After multidisciplinary team discussions, a transcatheter approach to relieving the occlusion with PV stenting was considered. There was an initial suspicion that the LAA clip was compressing and occluding the LSPV. However, it was ruled out on the basis of multimodality imaging because it was evident that the AtriClip was not compressing the LSPV (Figures 5A to 5C, Video 1). PV recanalization was attempted with multiple wires and catheters but was unsuccessful, and the procedure was aborted.
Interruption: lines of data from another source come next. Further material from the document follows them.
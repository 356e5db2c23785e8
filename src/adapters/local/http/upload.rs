use super::AppState;
use crate::ports::engine::TranscodeEngine;
use crate::ports::storage::ArtifactStore;
use axum::{
    body::Bytes,
    extract::{Multipart, State},
    http::StatusCode,
    response::Html,
    BoxError, Json,
};
use futures::{Stream, TryStreamExt};
use regex::Regex;
use serde::Serialize;
use std::io;
use std::path::{Path, PathBuf};
use std::sync::LazyLock;
use tokio::{fs::File, io::BufWriter};
use tokio_util::io::StreamReader;
use tracing::{debug, info, warn};
use uuid::Uuid;

pub const VIDEO_FIELD: &str = "video";
pub const TRANSCRIPT_FIELD: &str = "transcript";

static UNSAFE_FILE_NAME_CHARS: LazyLock<Regex> =
    LazyLock::new(|| Regex::new(r"[^A-Za-z0-9._-]").expect("valid file name pattern"));

#[derive(Debug, Serialize)]
#[serde(rename_all = "camelCase")]
pub struct UploadAccepted {
    pub message: String,
    pub job_id: Uuid,
}

type HandlerError = (StatusCode, String);

// Accepts a multipart form with a `video` file and a `transcript` text field,
// saves the video and hands both to the job runner.
pub async fn handle<E, S>(
    State(state): State<AppState<E, S>>,
    mut multipart: Multipart,
) -> Result<Json<UploadAccepted>, HandlerError>
where
    E: TranscodeEngine + 'static,
    S: ArtifactStore + 'static,
{
    let mut video: Option<PathBuf> = None;
    let mut transcript = String::new();

    let result = read_fields(&state, &mut multipart, &mut video, &mut transcript).await;
    if let Err(e) = result {
        if let Some(path) = &video {
            discard(path).await;
        }
        return Err(e);
    }

    let Some(video) = video else {
        return Err((
            StatusCode::BAD_REQUEST,
            format!("missing `{}` file field", VIDEO_FIELD),
        ));
    };

    let job = state.runner.submit(video, transcript);
    Ok(Json(UploadAccepted {
        message: "Upload successful, processing started".to_string(),
        job_id: job.id(),
    }))
}

async fn read_fields<E, S>(
    state: &AppState<E, S>,
    multipart: &mut Multipart,
    video: &mut Option<PathBuf>,
    transcript: &mut String,
) -> Result<(), HandlerError>
where
    E: TranscodeEngine + 'static,
    S: ArtifactStore + 'static,
{
    while let Some(field) = multipart
        .next_field()
        .await
        .map_err(|e| (e.status(), e.body_text()))?
    {
        let name = field.name().unwrap_or_default().to_string();
        match name.as_str() {
            VIDEO_FIELD => {
                if video.is_some() {
                    return Err((
                        StatusCode::BAD_REQUEST,
                        "only one video may be uploaded at a time".to_owned(),
                    ));
                }
                let Some(file_name) = field.file_name().map(sanitize_file_name) else {
                    return Err((
                        StatusCode::BAD_REQUEST,
                        format!("`{}` must be a file", VIDEO_FIELD),
                    ));
                };

                let path = state
                    .runner
                    .store()
                    .upload_dir()
                    .join(format!("{}-{}", Uuid::new_v4(), file_name));
                info!(path = ?path, "saving upload");
                if let Err(e) = stream_to_file(&path, field).await {
                    discard(&path).await;
                    return Err(e);
                }
                *video = Some(path);
            }
            TRANSCRIPT_FIELD => {
                *transcript = field.text().await.map_err(|e| (e.status(), e.body_text()))?;
            }
            other => debug!(field = other, "ignoring multipart field"),
        }
    }
    Ok(())
}

// Save a `Stream` to a file
async fn stream_to_file<S, E>(path: &Path, stream: S) -> Result<(), HandlerError>
where
    S: Stream<Item = Result<Bytes, E>>,
    E: Into<BoxError>,
{
    async {
        let body_with_io_error = stream.map_err(|err| io::Error::new(io::ErrorKind::Other, err));
        let body_reader = StreamReader::new(body_with_io_error);
        futures::pin_mut!(body_reader);

        let mut file = BufWriter::new(File::create(path).await?);
        tokio::io::copy(&mut body_reader, &mut file).await?;

        Ok::<_, io::Error>(())
    }
    .await
    .map_err(|err| (StatusCode::INTERNAL_SERVER_ERROR, err.to_string()))
}

async fn discard(path: &Path) {
    if let Err(e) = tokio::fs::remove_file(path).await {
        if e.kind() != io::ErrorKind::NotFound {
            warn!(path = ?path, error = %e, "failed to discard rejected upload");
        }
    }
}

/// Reduce a client supplied file name to a safe single path component.
fn sanitize_file_name(raw: &str) -> String {
    let cleaned = UNSAFE_FILE_NAME_CHARS.replace_all(raw.trim(), "_");
    if cleaned.is_empty() {
        "upload".to_string()
    } else {
        cleaned.into_owned()
    }
}

pub async fn form<E, S>(State(state): State<AppState<E, S>>) -> Html<String>
where
    E: TranscodeEngine + 'static,
    S: ArtifactStore + 'static,
{
    let output_dir = state.runner.store().output_dir().to_path_buf();
    let files = match tokio::fs::read_dir(&output_dir).await {
        Ok(mut entries) => {
            let mut names = Vec::new();
            while let Ok(Some(entry)) = entries.next_entry().await {
                if let Some(name) = entry.file_name().to_str() {
                    names.push(name.to_string());
                }
            }
            names.sort();
            names
        }
        Err(_) => Vec::new(),
    };

    let file_list = files
        .iter()
        .map(|file| {
            format!(
                r#"<li><a href="{}/{}">{}</a></li>"#,
                crate::config::PROCESSED_ROUTE,
                file,
                file
            )
        })
        .collect::<String>();

    Html(format!(
        r#"
        <!doctype html>
        <html>
            <head>
                <title>Burn subtitles into a video</title>
            </head>
            <body>
                <h1>Processed videos:</h1>
                <ul>{}</ul>
                <form id="upload" action="/upload" method="post" enctype="multipart/form-data">
                    <div>
                        <label>
                            Video:
                            <input type="file" name="{}" accept="video/*">
                        </label>
                    </div>
                    <div>
                        <label>
                            Transcript:
                            <textarea name="{}" rows="8" cols="60"></textarea>
                        </label>
                    </div>
                    <div>
                        <input type="submit" value="Upload">
                    </div>
                </form>
                <pre id="events"></pre>
                <script>
                    const log = document.getElementById("events");
                    const ws = new WebSocket(`ws://${{location.host}}/ws`);
                    ws.onmessage = (msg) => {{ log.textContent += msg.data + "\n"; }};

                    // Stay on the page so the socket keeps receiving this job's events.
                    const form = document.getElementById("upload");
                    form.addEventListener("submit", async (e) => {{
                        e.preventDefault();
                        const response = await fetch(form.action, {{ method: "POST", body: new FormData(form) }});
                        log.textContent += (await response.text()) + "\n";
                    }});
                </script>
            </body>
        </html>
        "#,
        file_list, VIDEO_FIELD, TRANSCRIPT_FIELD
    ))
}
The patient was discharged home on guideline-directed medical therapy for heart failure and was recommended the conventional measures for improving symptoms of PV stenosis (PVS), including weight loss and incentive spirometry to improve left lower and right lung capacity.
Figure 5

Precontrast and Postcontrast Angiogram and Intraprocedural Transesophageal Echocardiogram

(A and B) Precontrast and postcontrast angiogram and (C) intraprocedural transesophageal echocardiogram showing separation of the left superior pulmonary vein and the left atrial appendage; A, catheter in the left superior pulmonary vein; B, occluded left atrial appendage. CRAN = cranial; RAO = right anterior oblique.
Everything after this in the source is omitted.